Start of Block

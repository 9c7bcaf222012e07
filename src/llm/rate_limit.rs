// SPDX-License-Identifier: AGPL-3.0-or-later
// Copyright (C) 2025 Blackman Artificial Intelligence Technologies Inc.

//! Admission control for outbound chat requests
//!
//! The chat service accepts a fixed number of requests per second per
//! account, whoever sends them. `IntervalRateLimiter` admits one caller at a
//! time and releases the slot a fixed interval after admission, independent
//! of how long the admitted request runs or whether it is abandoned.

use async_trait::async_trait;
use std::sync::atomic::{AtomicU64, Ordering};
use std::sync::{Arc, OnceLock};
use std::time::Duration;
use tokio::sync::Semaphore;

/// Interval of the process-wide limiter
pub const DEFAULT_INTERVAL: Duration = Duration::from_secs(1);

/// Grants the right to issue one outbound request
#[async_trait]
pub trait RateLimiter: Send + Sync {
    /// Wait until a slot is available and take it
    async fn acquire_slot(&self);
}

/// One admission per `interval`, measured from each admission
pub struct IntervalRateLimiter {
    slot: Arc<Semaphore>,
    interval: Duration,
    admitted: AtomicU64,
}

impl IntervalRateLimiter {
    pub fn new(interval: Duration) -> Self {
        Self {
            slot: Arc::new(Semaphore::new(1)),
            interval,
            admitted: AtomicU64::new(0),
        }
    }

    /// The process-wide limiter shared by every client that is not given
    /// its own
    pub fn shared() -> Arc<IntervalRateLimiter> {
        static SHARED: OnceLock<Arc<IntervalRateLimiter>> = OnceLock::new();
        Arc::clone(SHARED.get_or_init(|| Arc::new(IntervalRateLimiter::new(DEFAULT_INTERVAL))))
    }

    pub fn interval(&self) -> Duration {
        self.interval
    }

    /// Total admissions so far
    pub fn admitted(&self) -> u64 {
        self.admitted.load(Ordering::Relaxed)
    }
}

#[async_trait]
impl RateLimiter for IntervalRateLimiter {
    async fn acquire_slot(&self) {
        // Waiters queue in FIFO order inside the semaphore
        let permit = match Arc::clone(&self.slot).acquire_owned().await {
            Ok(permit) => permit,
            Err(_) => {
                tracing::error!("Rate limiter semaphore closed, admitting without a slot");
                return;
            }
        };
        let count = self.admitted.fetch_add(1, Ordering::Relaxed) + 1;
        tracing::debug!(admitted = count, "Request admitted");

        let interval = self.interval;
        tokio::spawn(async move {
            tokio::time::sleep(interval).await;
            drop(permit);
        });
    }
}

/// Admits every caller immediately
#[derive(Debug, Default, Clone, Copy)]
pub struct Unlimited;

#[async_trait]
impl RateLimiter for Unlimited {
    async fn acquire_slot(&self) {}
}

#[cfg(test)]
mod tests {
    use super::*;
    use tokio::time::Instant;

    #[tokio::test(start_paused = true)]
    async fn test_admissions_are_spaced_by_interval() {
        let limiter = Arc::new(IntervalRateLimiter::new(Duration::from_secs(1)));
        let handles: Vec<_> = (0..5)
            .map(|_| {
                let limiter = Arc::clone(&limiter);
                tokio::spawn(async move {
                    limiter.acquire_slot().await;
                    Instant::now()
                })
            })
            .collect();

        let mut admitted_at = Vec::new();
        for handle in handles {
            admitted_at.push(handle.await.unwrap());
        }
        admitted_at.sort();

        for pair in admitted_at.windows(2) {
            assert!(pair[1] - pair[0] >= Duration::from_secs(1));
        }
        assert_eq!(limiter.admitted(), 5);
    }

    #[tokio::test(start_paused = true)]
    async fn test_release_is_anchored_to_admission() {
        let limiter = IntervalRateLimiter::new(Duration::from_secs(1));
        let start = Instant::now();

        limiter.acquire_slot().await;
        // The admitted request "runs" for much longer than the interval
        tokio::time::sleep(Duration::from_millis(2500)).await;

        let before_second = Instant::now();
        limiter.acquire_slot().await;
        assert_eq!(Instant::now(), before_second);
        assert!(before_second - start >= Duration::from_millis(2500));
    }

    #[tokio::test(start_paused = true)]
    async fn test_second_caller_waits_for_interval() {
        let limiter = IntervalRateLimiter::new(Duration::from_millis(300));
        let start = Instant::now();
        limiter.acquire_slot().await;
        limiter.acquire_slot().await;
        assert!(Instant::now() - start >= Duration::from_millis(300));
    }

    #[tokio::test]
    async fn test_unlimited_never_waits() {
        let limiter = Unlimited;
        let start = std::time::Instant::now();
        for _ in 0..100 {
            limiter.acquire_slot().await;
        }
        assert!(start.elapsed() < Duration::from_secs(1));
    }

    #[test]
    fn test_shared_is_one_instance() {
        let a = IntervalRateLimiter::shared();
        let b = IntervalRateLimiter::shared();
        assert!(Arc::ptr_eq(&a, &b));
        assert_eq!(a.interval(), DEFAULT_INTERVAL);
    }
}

End of Block

Problem details: Among the lines above, find those holding "tokio" and copy each one.

Task response:
use tokio::sync::Semaphore;
        tokio::spawn(async move {
            tokio::time::sleep(interval).await;
    use tokio::time::Instant;
    #[tokio::test(start_paused = true)]
                tokio::spawn(async move {
    #[tokio::test(start_paused = true)]
        tokio::time::sleep(Duration::from_millis(2500)).await;
    #[tokio::test(start_paused = true)]
    #[tokio::test]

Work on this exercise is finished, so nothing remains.